Слабый свет зари уже проступил на востоке. В ясном небе переливаются звезды. Вокруг тишина. Если не замереть на миг и не прислушаться, то даже представить трудно, какое великое войско, заняв эту широкую степь, спит сейчас глубоким сном. Но у Тимура уши настороже, глаза остры. Он слышит тихий переклик караульных, и фырканье лошадей поодаль, и звон железа, вглядевшись, видит медленно движущиеся тени, поблескивающие при свете звезд навершия копий.
Мысли его о Тохтамыше. С его, великого эмира, помощью этот нечестивый сын Тайгужи сначала сел ханом Белой Орды, потом захватил Синюю Орду, а когда уже подмял под себя весь Улус Джучи, ответил черной неблагодарностью, стал замахиваться на Мавераннахр. Верно говорят, когда собака отъестся, на хозяина бросается. Ну, ничего… Если милостью аллаха сбудется сегодняшнее пророчество, в близкой битве Тимур свернет шею этому разбойнику. Ведь нужно скорее возвращаться домой, в Самарканд, крепче взнуздать Кавказ и Иран, а затем разгромить Молниеносного Баязета. Великий эмир замыслил за десять лет раскинуть свою державу от Средиземного моря до Китая, от Хорезма и до того предела, где великий Индустан сходится с великим океаном. А из-за выродка Тохтамыша эти замыслы самое малое года на два, на три придется отложить.

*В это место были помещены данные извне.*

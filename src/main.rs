#![deny(clippy::all)]
#![warn(clippy::pedantic)]
#![allow(clippy::module_name_repetitions)]

//! # agentd
//!
//! Coding-agent session backend.
//!
//! agentd drives an interactive coding-agent CLI on behalf of a web frontend:
//! it keeps one persistent agent process alive per output project, streams the
//! agent's terminal to browsers over WebSockets (with replay on reconnect),
//! learns the agent's own conversation id from its first output frame, and
//! resumes that conversation on later spawns.

use std::sync::Arc;
use std::time::{Duration, Instant};

use axum::{
    middleware,
    routing::{delete, get},
    Extension, Router,
};
use clap::{Parser, Subcommand};
use tokio::net::TcpListener;
use tokio::sync::broadcast;
use tower_http::cors::{Any, CorsLayer};
use tower_http::trace::TraceLayer;
use tracing::{info, warn};

use agentd::{auth::ApiKey, config::Config, routes, state::AppState, ws, ProjectStore, SessionRegistry};

/// Coding-agent session backend.
#[derive(Parser)]
#[command(name = "agentd", version)]
struct Cli {
    #[command(subcommand)]
    command: Option<Commands>,
}

#[derive(Subcommand)]
enum Commands {
    /// Run the HTTP/WS server (default when no subcommand given).
    Serve {
        /// Path to TOML config file.
        #[arg(long)]
        config: Option<String>,
    },
}

#[tokio::main]
async fn main() {
    let cli = Cli::parse();
    let config_path = match cli.command {
        Some(Commands::Serve { config }) => config,
        None => None,
    };
    run_server(config_path.as_deref()).await;
}

async fn run_server(config_path: Option<&str>) {
    let config = Config::load(config_path);

    // Initialize tracing
    let log_filter = std::env::var("RUST_LOG").unwrap_or_else(|_| config.logging.level.clone());
    tracing_subscriber::fmt().with_env_filter(log_filter).init();

    // Validate config before proceeding
    let validation_errors = config.validate();
    if !validation_errors.is_empty() {
        for err in &validation_errors {
            tracing::error!("Config error: {err}");
        }
        std::process::exit(1);
    }

    info!("agentd v{} starting", env!("CARGO_PKG_VERSION"));
    info!("Listening on {}", config.server.listen);
    info!("Agent binary: {}", config.agent.binary);

    if config.auth.api_key == "change-me" {
        warn!("Using default API key — set AGENTD_API_KEY or update config");
    }

    let store = match ProjectStore::new(&config.store.db_path).await {
        Ok(store) => Arc::new(store),
        Err(e) => {
            tracing::error!("Failed to open store at {}: {e}", config.store.db_path);
            std::process::exit(1);
        }
    };
    info!("Store ready at {}", store.db_path().display());

    let (events, _) = broadcast::channel(256);
    let registry = SessionRegistry::new(
        config.server.max_sessions,
        config.server.replay_buffer_bytes,
        Duration::from_secs(config.agent.close_grace_secs),
        events.clone(),
    );

    let state = AppState {
        config: Arc::new(config),
        start_time: Instant::now(),
        registry: registry.clone(),
        store,
        events,
    };

    // Build router
    let public_routes = Router::new().route("/api/health", get(routes::health::health));

    let authed_routes = Router::new()
        .route("/api/sessions", get(routes::sessions::list_sessions))
        .route(
            "/api/sessions/{id}",
            delete(routes::sessions::shutdown_session),
        )
        .layer(middleware::from_fn(agentd::auth::require_api_key));

    // Terminal endpoints authenticate via ?token= inside the handlers.
    let ws_routes = Router::new()
        .route(
            "/api/milestones/{milestone_id}/terminal",
            get(ws::milestone_terminal),
        )
        .route(
            "/api/output-projects/{output_project_id}/terminal",
            get(ws::project_terminal),
        );

    // Allowed headers are named individually: Firefox refuses credentialed
    // requests when the server answers with a wildcard header list.
    let cors = CorsLayer::new()
        .allow_origin(Any)
        .allow_methods(Any)
        .allow_headers([
            axum::http::header::AUTHORIZATION,
            axum::http::header::CONTENT_TYPE,
            axum::http::header::ACCEPT,
        ]);

    let app = Router::new()
        .merge(public_routes)
        .merge(authed_routes)
        .merge(ws_routes)
        .layer(Extension(ApiKey(state.config.auth.api_key.clone())))
        .with_state(state.clone())
        .layer(cors)
        .layer(TraceLayer::new_for_http())
        .layer(tower::limit::ConcurrencyLimitLayer::new(
            state.config.server.max_connections,
        ));

    let listener = TcpListener::bind(&state.config.server.listen)
        .await
        .expect("Failed to bind");

    info!("Server ready");

    // Janitor: periodically evict sessions that are detached and idle past
    // the configured timeout. Attached sessions are never touched.
    let janitor_registry = registry.clone();
    let idle_timeout = Duration::from_secs(state.config.server.idle_timeout_secs);
    let sweep_interval = Duration::from_secs(state.config.server.sweep_interval_secs);
    let janitor_task = tokio::spawn(async move {
        let mut interval = tokio::time::interval(sweep_interval);
        loop {
            interval.tick().await;
            let closed = janitor_registry.sweep(idle_timeout).await;
            if closed > 0 {
                info!("Janitor closed {closed} idle session(s)");
            }
        }
    });

    // Stop serving on the first of SIGINT or SIGTERM
    let shutdown = async {
        #[cfg(unix)]
        {
            use tokio::signal::unix::{signal, SignalKind};
            let mut term = signal(SignalKind::terminate()).expect("SIGTERM handler");
            let which = tokio::select! {
                _ = tokio::signal::ctrl_c() => "SIGINT",
                _ = term.recv() => "SIGTERM",
            };
            info!("{which} received, stopping");
        }
        #[cfg(not(unix))]
        {
            let _ = tokio::signal::ctrl_c().await;
            info!("SIGINT received, stopping");
        }
    };

    axum::serve(listener, app)
        .with_graceful_shutdown(shutdown)
        .await
        .expect("Server error");

    info!("Draining live sessions before exit");
    janitor_task.abort();
    registry.shutdown_all().await;
    info!("Shutdown complete");
}
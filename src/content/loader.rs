//! Loader for the RON tuning file at startup.

use ron::Options;
use std::fs;
use std::path::Path;

use super::data::GameplayTuning;

/// Path of the tuning file, relative to the working directory.
pub const TUNING_PATH: &str = "assets/data/tuning.ron";

/// Error type for content loading failures.
#[derive(Debug)]
pub struct ContentLoadError {
    pub file: String,
    pub message: String,
}

impl std::fmt::Display for ContentLoadError {
    fn fmt(&self, f: &mut std::fmt::Formatter<'_>) -> std::fmt::Result {
        write!(f, "Failed to load {}: {}", self.file, self.message)
    }
}

impl std::error::Error for ContentLoadError {}

/// Create RON options with extensions enabled for more flexible parsing.
fn ron_options() -> Options {
    Options::default().with_default_extension(ron::extensions::Extensions::IMPLICIT_SOME)
}

/// Parse tuning from RON text. `file` only labels errors.
pub fn parse_tuning(file: &str, contents: &str) -> Result<GameplayTuning, ContentLoadError> {
    ron_options()
        .from_str(contents)
        .map_err(|e| ContentLoadError {
            file: file.to_string(),
            message: format!("Parse error: {}", e),
        })
}

/// Read and parse a tuning file.
pub fn load_tuning(path: &Path) -> Result<GameplayTuning, ContentLoadError> {
    let file_name = path.display().to_string();
    let contents = fs::read_to_string(path).map_err(|e| ContentLoadError {
        file: file_name.clone(),
        message: format!("IO error: {}", e),
    })?;

    parse_tuning(&file_name, &contents)
}
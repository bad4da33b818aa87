//! Movement domain: tests for input handling and the policy systems.

use bevy::ecs::system::RunSystemOnce;
use bevy::prelude::*;

use super::systems::{compute_target_velocities, hazards_armed, steer_runner};
use super::{Runner, RunnerInput};
use crate::kinematics::{CopPolicy, DriveMode, Haltable, KinematicBody, RunnerPolicy};

// -----------------------------------------------------------------------------
// RunnerInput tests
// -----------------------------------------------------------------------------

#[test]
fn test_endless_drive_from_held_keys() {
    let mut input = RunnerInput::default();
    assert_eq!(input.drive(DriveMode::Endless), 1.0);

    input.brake_held = true;
    assert!((input.drive(DriveMode::Endless) - 0.3).abs() < 1e-6);

    input.boost_held = true;
    assert!((input.drive(DriveMode::Endless) - 0.6).abs() < 1e-6);
}

#[test]
fn test_free_drive_follows_axis() {
    let input = RunnerInput {
        axis: -1.0,
        ..default()
    };
    assert_eq!(input.drive(DriveMode::Free), -1.0);
    assert_eq!(RunnerInput::default().drive(DriveMode::Free), 0.0);
}

#[test]
fn test_clear_edges_keeps_held_keys() {
    let mut input = RunnerInput {
        brake_held: true,
        jump_just_pressed: true,
        jump_just_released: true,
        ..default()
    };

    input.clear_edges();

    assert!(input.brake_held);
    assert!(!input.jump_just_pressed);
    assert!(!input.jump_just_released);
}

// -----------------------------------------------------------------------------
// System tests
// -----------------------------------------------------------------------------

#[test]
fn test_steer_and_target_velocity_for_runner() {
    let mut world = World::new();
    world.insert_resource(RunnerInput {
        boost_held: true,
        ..default()
    });
    let mut body = KinematicBody::default();
    body.velocity.y = 2.0;
    let runner = world
        .spawn((Runner, RunnerPolicy::new(7.0, DriveMode::Endless), body))
        .id();

    world
        .run_system_once(steer_runner)
        .expect("steer_runner should run");
    world
        .run_system_once(compute_target_velocities::<RunnerPolicy>)
        .expect("target velocity system should run");

    let body = world
        .entity(runner)
        .get::<KinematicBody>()
        .expect("runner keeps its body");
    assert!((body.target_velocity.x - 9.1).abs() < 1e-5);
    assert_eq!(body.target_velocity.y, 2.0);
}

#[test]
fn test_halted_cop_target_is_zero() {
    let mut world = World::new();
    let mut policy = CopPolicy::new(6.0);
    policy.stop();
    let cop = world.spawn((policy, KinematicBody::default())).id();

    world
        .run_system_once(compute_target_velocities::<CopPolicy>)
        .expect("target velocity system should run");

    let body = world
        .entity(cop)
        .get::<KinematicBody>()
        .expect("cop keeps its body");
    assert_eq!(body.target_velocity.x, 0.0);
}

#[test]
fn test_hazards_disarmed_for_halted_runner() {
    let mut policy = RunnerPolicy::new(7.0, DriveMode::Endless);
    assert!(hazards_armed(Some(&policy)));

    policy.stop();
    assert!(!hazards_armed(Some(&policy)));

    // Bodies without a runner policy keep their cooldown checks
    assert!(hazards_armed(None));
}
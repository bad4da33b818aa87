//! Data definitions for the gameplay tuning file.
//!
//! These structs mirror `assets/data/tuning.ron`. Every section has a
//! `Default` matching the shipped values, so a partial file (or none at all)
//! still yields a playable configuration.

use bevy::prelude::*;
use serde::{Deserialize, Serialize};

use crate::core::Difficulty;
use crate::kinematics::{DriveMode, JumpTiming};

/// Root of the tuning file.
#[derive(Resource, Debug, Clone, Default, Deserialize, Serialize)]
#[serde(default)]
pub struct GameplayTuning {
    pub physics: PhysicsTuning,
    pub runner: RunnerTuning,
    pub cop: CopTuning,
    pub energy: EnergyTuning,
    pub difficulty: DifficultyTable,
    pub traffic: TrafficTuning,
    pub escape: EscapeTuning,
    pub audio: AudioTuning,
    pub level: LevelLayout,
}

// ============================================================================
// Physics
// ============================================================================

#[derive(Debug, Clone, Deserialize, Serialize)]
#[serde(default)]
pub struct PhysicsTuning {
    /// Vertical gravity in units/s^2
    pub gravity: f32,
    pub shell_radius: f32,
    pub min_move_distance: f32,
    pub min_ground_normal_y: f32,
    /// Fixed simulation rate
    pub tick_hz: f64,
}

impl Default for PhysicsTuning {
    fn default() -> Self {
        Self {
            gravity: -9.81,
            shell_radius: 0.01,
            min_move_distance: 0.001,
            min_ground_normal_y: 0.65,
            tick_hz: 50.0,
        }
    }
}

// ============================================================================
// Actors
// ============================================================================

#[derive(Debug, Clone, Deserialize, Serialize)]
#[serde(default)]
pub struct RunnerTuning {
    pub max_speed: f32,
    pub take_off_speed: f32,
    /// Upward velocity multiplier when jump is released early
    pub jump_deceleration: f32,
    pub jump_modifier: f32,
    /// Air time before grounded changes are trusted again
    pub min_jump_air_time: f32,
    pub gravity_modifier: f32,
    pub damage_cooldown: f32,
    pub drive_mode: DriveMode,
    pub size: (f32, f32),
}

impl Default for RunnerTuning {
    fn default() -> Self {
        Self {
            max_speed: 7.0,
            take_off_speed: 7.0,
            jump_deceleration: 0.5,
            jump_modifier: 1.0,
            min_jump_air_time: 0.1,
            gravity_modifier: 1.0,
            damage_cooldown: 2.0,
            drive_mode: DriveMode::Endless,
            size: (0.8, 1.6),
        }
    }
}

impl RunnerTuning {
    /// Free-roaming runners take off on the press; the endless runner waits out the air time.
    pub fn jump_timing(&self) -> JumpTiming {
        match self.drive_mode {
            DriveMode::Free => JumpTiming::Immediate,
            DriveMode::Endless => JumpTiming::AirTimeGated {
                min_air_time: self.min_jump_air_time,
            },
        }
    }
}

#[derive(Debug, Clone, Deserialize, Serialize)]
#[serde(default)]
pub struct CopTuning {
    pub gravity_modifier: f32,
    pub size: (f32, f32),
}

impl Default for CopTuning {
    fn default() -> Self {
        Self {
            gravity_modifier: 1.0,
            size: (0.8, 1.6),
        }
    }
}

#[derive(Debug, Clone, Deserialize, Serialize)]
#[serde(default)]
pub struct EnergyTuning {
    pub max: f32,
    pub powerup_value: f32,
    pub loot_value: u32,
    /// Fraction of max at or below which the bar turns to warning
    pub warning_fraction: f32,
    pub critical_fraction: f32,
}

impl Default for EnergyTuning {
    fn default() -> Self {
        Self {
            max: 100.0,
            powerup_value: 25.0,
            loot_value: 15,
            warning_fraction: 0.4,
            critical_fraction: 0.25,
        }
    }
}

// ============================================================================
// Difficulty
// ============================================================================

/// Per-difficulty knobs applied on selection and on restart.
#[derive(Debug, Clone, PartialEq, Deserialize, Serialize)]
pub struct DifficultyProfile {
    pub cop_speed: f32,
    pub energy_drain: f32,
    pub obstacle_damage: f32,
    /// Seconds between cars, as (min, max)
    pub car_spawn_interval: (f32, f32),
}

#[derive(Debug, Clone, Deserialize, Serialize)]
#[serde(default)]
pub struct DifficultyTable {
    pub start: Difficulty,
    pub easy: DifficultyProfile,
    pub medium: DifficultyProfile,
    pub hard: DifficultyProfile,
}

impl Default for DifficultyTable {
    fn default() -> Self {
        Self {
            start: Difficulty::Easy,
            easy: DifficultyProfile {
                cop_speed: 5.0,
                energy_drain: 1.5,
                obstacle_damage: 10.0,
                car_spawn_interval: (3.0, 6.0),
            },
            medium: DifficultyProfile {
                cop_speed: 6.0,
                energy_drain: 2.0,
                obstacle_damage: 15.0,
                car_spawn_interval: (3.0, 5.0),
            },
            hard: DifficultyProfile {
                cop_speed: 7.0,
                energy_drain: 3.0,
                obstacle_damage: 25.0,
                car_spawn_interval: (2.0, 4.0),
            },
        }
    }
}

impl DifficultyTable {
    pub fn profile(&self, difficulty: Difficulty) -> &DifficultyProfile {
        match difficulty {
            Difficulty::Easy => &self.easy,
            Difficulty::Medium => &self.medium,
            Difficulty::Hard => &self.hard,
        }
    }
}

// ============================================================================
// Traffic
// ============================================================================

#[derive(Debug, Clone, Deserialize, Serialize)]
pub struct CarModelDef {
    pub name: String,
    pub speed: f32,
    pub size: (f32, f32),
    pub color: (f32, f32, f32),
    /// Per-model lane adjustment
    pub y_offset: f32,
}

#[derive(Debug, Clone, Deserialize, Serialize)]
#[serde(default)]
pub struct TrafficTuning {
    pub right_direction_chance: f32,
    /// Added to the model speed for cars heading right
    pub right_speed_bonus: f32,
    pub right_lane_offset: f32,
    /// Spawn distance from the camera centre
    pub spawn_x_offset: f32,
    pub road_y: f32,
    /// Every Nth car honks
    pub honk_every: u32,
    pub despawn_offset: f32,
    /// Fixed RNG seed; random per launch when absent
    pub seed: Option<u64>,
    pub models: Vec<CarModelDef>,
}

impl Default for TrafficTuning {
    fn default() -> Self {
        Self {
            right_direction_chance: 0.3,
            right_speed_bonus: 6.0,
            right_lane_offset: -0.5,
            spawn_x_offset: 12.0,
            road_y: -2.0,
            honk_every: 2,
            despawn_offset: 25.0,
            seed: None,
            models: vec![
                CarModelDef {
                    name: "sedan".to_string(),
                    speed: 5.0,
                    size: (2.4, 1.0),
                    color: (0.2, 0.4, 0.8),
                    y_offset: 0.0,
                },
                CarModelDef {
                    name: "truck".to_string(),
                    speed: 3.5,
                    size: (3.4, 1.6),
                    color: (0.6, 0.6, 0.55),
                    y_offset: 0.3,
                },
            ],
        }
    }
}

// ============================================================================
// Escape
// ============================================================================

#[derive(Debug, Clone, Copy, PartialEq, Deserialize, Serialize)]
#[serde(default)]
pub struct EscapeTuning {
    pub start_delay: f32,
    pub acceleration_time: f32,
    pub max_speed: f32,
    pub total_duration: f32,
    /// +1 drives right, -1 left
    pub direction: f32,
}

impl Default for EscapeTuning {
    fn default() -> Self {
        Self {
            start_delay: 1.0,
            acceleration_time: 2.0,
            max_speed: 15.0,
            total_duration: 4.0,
            direction: 1.0,
        }
    }
}

// ============================================================================
// Audio
// ============================================================================

#[derive(Debug, Clone, Default, Deserialize, Serialize)]
#[serde(default)]
pub struct AudioTuning {
    /// Fixed RNG seed; random per launch when absent
    pub seed: Option<u64>,
    pub ambient: AmbientTuning,
    pub music: MusicTuning,
}

/// Background one-shots during gameplay, unrelated to any trigger.
#[derive(Debug, Clone, Deserialize, Serialize)]
#[serde(default)]
pub struct AmbientTuning {
    pub first_delay: f32,
    /// Seconds between later sounds, as (min, max)
    pub interval: (f32, f32),
    /// The opening sound is picked at random from here
    pub first_sounds: Vec<String>,
    /// Played in order after the opener, wrapping around
    pub sounds: Vec<String>,
}

impl Default for AmbientTuning {
    fn default() -> Self {
        let names = |names: &[&str]| names.iter().map(|name| name.to_string()).collect();
        Self {
            first_delay: 3.0,
            interval: (15.0, 45.0),
            first_sounds: names(&["dispatch_all_units", "dispatch_robbery_in_progress"]),
            sounds: names(&["siren_distant", "street_yell", "dog_bark", "dispatch_chatter"]),
        }
    }
}

/// Track lists per screen. One is picked at random whenever the screen is entered.
#[derive(Debug, Clone, Deserialize, Serialize)]
#[serde(default)]
pub struct MusicTuning {
    pub menu: Vec<String>,
    pub gameplay: Vec<String>,
    pub game_over: Vec<String>,
    pub victory: Vec<String>,
}

impl Default for MusicTuning {
    fn default() -> Self {
        let names = |names: &[&str]| names.iter().map(|name| name.to_string()).collect();
        Self {
            menu: names(&["menu_theme"]),
            gameplay: names(&["chase_a", "chase_b", "chase_c"]),
            game_over: names(&["busted_a", "busted_b"]),
            victory: names(&["getaway_a", "getaway_b"]),
        }
    }
}

// ============================================================================
// Level
// ============================================================================

#[derive(Debug, Clone, Copy, PartialEq, Eq, Deserialize, Serialize)]
pub enum PickupKind {
    /// Restores energy
    Powerup,
    /// Adds to the score
    Loot,
}

#[derive(Debug, Clone, Deserialize, Serialize)]
pub struct BlockDef {
    pub center: (f32, f32),
    pub size: (f32, f32),
}

#[derive(Debug, Clone, Deserialize, Serialize)]
pub struct PickupDef {
    pub kind: PickupKind,
    pub position: (f32, f32),
}

#[derive(Debug, Clone, Deserialize, Serialize)]
pub struct CheckpointDef {
    pub region: BlockDef,
    pub spawn: (f32, f32),
}

#[derive(Debug, Clone, Deserialize, Serialize)]
#[serde(default)]
pub struct LevelLayout {
    pub runner_spawn: (f32, f32),
    pub cop_spawns: Vec<(f32, f32)>,
    pub ground: Vec<BlockDef>,
    pub obstacles: Vec<BlockDef>,
    pub pickups: Vec<PickupDef>,
    pub checkpoints: Vec<CheckpointDef>,
    pub getaway: BlockDef,
}

impl Default for LevelLayout {
    fn default() -> Self {
        let obstacle = |x: f32| BlockDef {
            center: (x, -2.5),
            size: (1.0, 1.0),
        };
        let pickup = |kind, x: f32, y: f32| PickupDef {
            kind,
            position: (x, y),
        };

        Self {
            runner_spawn: (0.0, -2.0),
            cop_spawns: vec![(-8.0, -2.0), (-11.0, -2.0)],
            ground: vec![BlockDef {
                center: (90.0, -3.5),
                size: (240.0, 1.0),
            }],
            obstacles: [14.0, 28.0, 41.0, 57.0, 70.0, 86.0, 101.0, 118.0, 133.0, 150.0]
                .into_iter()
                .map(obstacle)
                .collect(),
            pickups: vec![
                pickup(PickupKind::Loot, 14.0, -0.8),
                pickup(PickupKind::Powerup, 35.0, -2.2),
                pickup(PickupKind::Loot, 57.0, -0.8),
                pickup(PickupKind::Powerup, 78.0, -2.2),
                pickup(PickupKind::Loot, 101.0, -0.8),
                pickup(PickupKind::Powerup, 125.0, -2.2),
                pickup(PickupKind::Loot, 150.0, -0.8),
            ],
            checkpoints: vec![CheckpointDef {
                region: BlockDef {
                    center: (80.0, -1.5),
                    size: (1.0, 3.0),
                },
                spawn: (80.0, -2.0),
            }],
            getaway: BlockDef {
                center: (180.0, -2.2),
                size: (3.0, 1.6),
            },
        }
    }
}

impl BlockDef {
    pub fn center(&self) -> Vec2 {
        Vec2::new(self.center.0, self.center.1)
    }

    pub fn size(&self) -> Vec2 {
        Vec2::new(self.size.0, self.size.1)
    }
}

/// Convert a `(x, y)` pair from the tuning file.
pub fn vec2(pair: (f32, f32)) -> Vec2 {
    Vec2::new(pair.0, pair.1)
}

От гнева переломились брови эмира. Он невольно убыстрил шаги, но, обойдя вокруг шатра, резко остановился, улыбаясь про себя. Нет, он должен пока подавить свою злость. Не то накинется изжога и не только нутро изгрызет, но и ум замутит. А ему особенно теперь, перед большим сражением, нужно душевное спокойствие и ясный рассудок. Много чего скопилось, что надо спокойно обдумать.
Какое взять построение войска, чтобы оно оказалось неожиданностью для врага? — вот что было неотложной заботой эмира. Этот ордынский самозванец неглуп и обычный боевой порядок Тимура знает хорошо. Наверное, по этой памяти и расставит свои тумены. Нет, разве Тимур — не Разящий Меч Аллаха, чтобы не приготовить ему хитроумной загадки!